Geld wird nie zwischen uns stehen. Das hat es noch nie getan.
    Morgens holt Reza für sie beide Tee und büffelt dann über seinen Landwirtschaftsbüchern, während sie Walkman hört und liest oder schreibt. Sie sitzen stundenlang im Bett, während Reza für die Aufnahmeprüfung an der Hochschule lernt, die er vor Jahren schon hätte ablegen sollen, für die er aber erst jetzt die Mittel hat. Er verdingt sich nicht mehr mit Gelegenheitsarbeiten, aber um seiner Mutter eine Freude zu machen, verkauft er noch immer ihre Handarbeiten. Falls er besteht, wird er Agrartechnik an der Gilan-Universität in Rasht studieren. Er wird so jemand werden können wie Sabas Vater, und das nur durch Sabas Hilfe. Was für ein wunderbares Gefühl. Manchmal, in ihren Tagträumen von Mahtab und James und Cameron, fragt sie sich, ob ihre Schwester das Gefühl kennt, einem so innig geliebten Menschen zu helfen.
    Vielleicht wird Mahtab diese kleine Freude niemals kennenlernen, weil die Männer um sie herum für sich selbst sorgen können.
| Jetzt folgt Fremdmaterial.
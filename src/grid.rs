use nalgebra::{Matrix3, Matrix4, Point3, Vector3};

use crate::enums::Axis;
use crate::volume::VolumeError;

/// Tolerance, in voxel units, for points sitting on a grid boundary.
pub(crate) const EDGE_TOLERANCE: f64 = 1e-6;

/// Geometry of a regular lattice of voxels along the S, T and R axes.
///
/// Voxels are addressed either by `[s, t, r]` or by a linear index in which S
/// varies fastest: `r * nS * nT + t * nS + s`. Grid space is the frame spanned
/// by the (unit) S, T, R axes with its origin at the grid's base point, in
/// physical units.
pub trait GridGeometry {
    /// Number of voxels along (S, T, R).
    fn dims(&self) -> [usize; 3];

    /// Physical length of the grid along `axis`.
    fn extent(&self, axis: Axis) -> f64;

    /// World-space midpoint of `voxel`.
    fn voxel_midpoint(&self, voxel: [usize; 3]) -> Point3<f64>;

    /// Expresses a world-space point in grid space.
    fn to_grid_space(&self, point: &Point3<f64>) -> Point3<f64>;

    /// Expresses a world-space displacement in grid-space components.
    fn to_grid_vector(&self, vector: &Vector3<f64>) -> Vector3<f64>;

    fn size(&self, axis: Axis) -> usize {
        self.dims()[axis.index()]
    }

    fn voxel_count(&self) -> usize {
        self.dims().iter().product()
    }

    /// Physical width of one voxel along `axis`.
    fn voxel_size(&self, axis: Axis) -> f64 {
        self.extent(axis) / self.size(axis) as f64
    }

    fn index_of(&self, voxel: [usize; 3]) -> usize {
        let [n_s, n_t, _] = self.dims();
        voxel[2] * n_s * n_t + voxel[1] * n_s + voxel[0]
    }

    fn voxel_of(&self, index: usize) -> [usize; 3] {
        let [n_s, n_t, _] = self.dims();
        let r = index / (n_s * n_t);
        let residual = index - r * n_s * n_t;
        let t = residual / n_s;
        [residual - t * n_s, t, r]
    }

    fn midpoint_at(&self, index: usize) -> Point3<f64> {
        self.voxel_midpoint(self.voxel_of(index))
    }

    /// Midpoint of `voxel` in grid space.
    fn grid_midpoint(&self, voxel: [usize; 3]) -> Point3<f64> {
        Point3::new(
            (voxel[0] as f64 + 0.5) * self.voxel_size(Axis::S),
            (voxel[1] as f64 + 0.5) * self.voxel_size(Axis::T),
            (voxel[2] as f64 + 0.5) * self.voxel_size(Axis::R),
        )
    }

    /// Grid-space coordinates of the voxel centres along `axis`.
    fn axis_centres(&self, axis: Axis) -> Vec<f64> {
        let step = self.voxel_size(axis);
        (0..self.size(axis))
            .map(|i| (i as f64 + 0.5) * step)
            .collect()
    }

    /// Voxel whose cell contains `point`, or `None` when the point lies
    /// outside the grid.
    fn enclosing_voxel(&self, point: &Point3<f64>) -> Option<[usize; 3]> {
        let g = self.to_grid_space(point);
        let mut voxel = [0usize; 3];
        for axis in Axis::ALL {
            let n = self.size(axis);
            let pos = g[axis.index()] / self.voxel_size(axis);
            // Also rejects NaN.
            if !(pos >= -EDGE_TOLERANCE && pos <= n as f64 + EDGE_TOLERANCE) {
                return None;
            }
            voxel[axis.index()] = (pos.floor().max(0.0) as usize).min(n - 1);
        }
        Some(voxel)
    }

    fn contains(&self, point: &Point3<f64>) -> bool {
        self.enclosing_voxel(point).is_some()
    }

    /// Face-adjacent neighbours of the voxel at `index`, ordered
    /// S-, S+, T-, T+, R-, R+. Diagonal neighbours are not returned.
    fn neighbours(&self, index: usize) -> Vec<usize> {
        let [n_s, n_t, n_r] = self.dims();
        let [s, t, r] = self.voxel_of(index);
        let mut nbrs = Vec::with_capacity(6);
        if s > 0 {
            nbrs.push(self.index_of([s - 1, t, r]));
        }
        if s + 1 < n_s {
            nbrs.push(self.index_of([s + 1, t, r]));
        }
        if t > 0 {
            nbrs.push(self.index_of([s, t - 1, r]));
        }
        if t + 1 < n_t {
            nbrs.push(self.index_of([s, t + 1, r]));
        }
        if r > 0 {
            nbrs.push(self.index_of([s, t, r - 1]));
        }
        if r + 1 < n_r {
            nbrs.push(self.index_of([s, t, r + 1]));
        }
        nbrs
    }
}

/// A regular grid placed in world space by a base point (the outer corner of
/// voxel `[0, 0, 0]`) and three axis directions.
#[derive(Clone, Debug, PartialEq)]
pub struct Grid3 {
    dims: [usize; 3],
    extents: [f64; 3],
    base: Point3<f64>,
    axes: Matrix3<f64>,
    world_to_grid: Matrix3<f64>,
}

impl Grid3 {
    /// Axis-aligned grid with its base point at the world origin.
    pub fn new(dims: [usize; 3], extents: [f64; 3]) -> Result<Self, VolumeError> {
        if dims.contains(&0) {
            return Err(VolumeError::InvalidGrid(format!(
                "grid dimensions must be non-zero, got {dims:?}"
            )));
        }
        if extents.iter().any(|e| !e.is_finite() || *e <= 0.0) {
            return Err(VolumeError::InvalidGrid(format!(
                "grid extents must be positive, got {extents:?}"
            )));
        }
        Ok(Self {
            dims,
            extents,
            base: Point3::origin(),
            axes: Matrix3::identity(),
            world_to_grid: Matrix3::identity(),
        })
    }

    /// Grid with unit voxels, i.e. extents equal to `dims`.
    pub fn unit(dims: [usize; 3]) -> Result<Self, VolumeError> {
        Self::new(dims, dims.map(|n| n as f64))
    }

    pub fn with_base(mut self, base: Point3<f64>) -> Self {
        self.base = base;
        self
    }

    /// Orients the grid. The axes are normalised; they need not be
    /// orthogonal but must be linearly independent.
    pub fn with_axes(
        mut self,
        s_axis: Vector3<f64>,
        t_axis: Vector3<f64>,
        r_axis: Vector3<f64>,
    ) -> Result<Self, VolumeError> {
        for (axis, direction) in Axis::ALL.into_iter().zip([&s_axis, &t_axis, &r_axis]) {
            let norm = direction.norm();
            if !norm.is_finite() || norm <= 0.0 {
                return Err(VolumeError::InvalidGrid(format!(
                    "{axis} axis has length {norm}"
                )));
            }
        }
        let axes = Matrix3::from_columns(&[
            s_axis.normalize(),
            t_axis.normalize(),
            r_axis.normalize(),
        ]);
        let world_to_grid = axes.try_inverse().ok_or_else(|| {
            VolumeError::InvalidGrid("grid axes are degenerate".to_string())
        })?;
        self.axes = axes;
        self.world_to_grid = world_to_grid;
        Ok(self)
    }

    pub fn base(&self) -> Point3<f64> {
        self.base
    }

    pub fn axis_direction(&self, axis: Axis) -> Vector3<f64> {
        self.axes.column(axis.index()).into_owned()
    }

    /// Homogeneous grid-space to world-space transform.
    pub fn basis_transform(&self) -> Matrix4<f64> {
        let mut m = self.axes.to_homogeneous();
        m.fixed_view_mut::<3, 1>(0, 3).copy_from(&self.base.coords);
        m
    }
}

impl GridGeometry for Grid3 {
    fn dims(&self) -> [usize; 3] {
        self.dims
    }

    fn extent(&self, axis: Axis) -> f64 {
        self.extents[axis.index()]
    }

    fn voxel_midpoint(&self, voxel: [usize; 3]) -> Point3<f64> {
        self.base + self.axes * self.grid_midpoint(voxel).coords
    }

    fn to_grid_space(&self, point: &Point3<f64>) -> Point3<f64> {
        Point3::from(self.world_to_grid * (point - self.base))
    }

    fn to_grid_vector(&self, vector: &Vector3<f64>) -> Vector3<f64> {
        self.world_to_grid * vector
    }
}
Aber Mahtab wird sich im Gegensatz zu Saba auch nie fragen müssen, wie es ihr wohl gefiele, Journalistin zu sein, im Bleistiftrock durch ein Büro zu flitzen, Länderstempel im Pass zu sammeln, Flugzeuge zu besteigen, um zu unbekannten Orten zu fliegen und dort Geschichten zu finden, die westliche Leser interessieren.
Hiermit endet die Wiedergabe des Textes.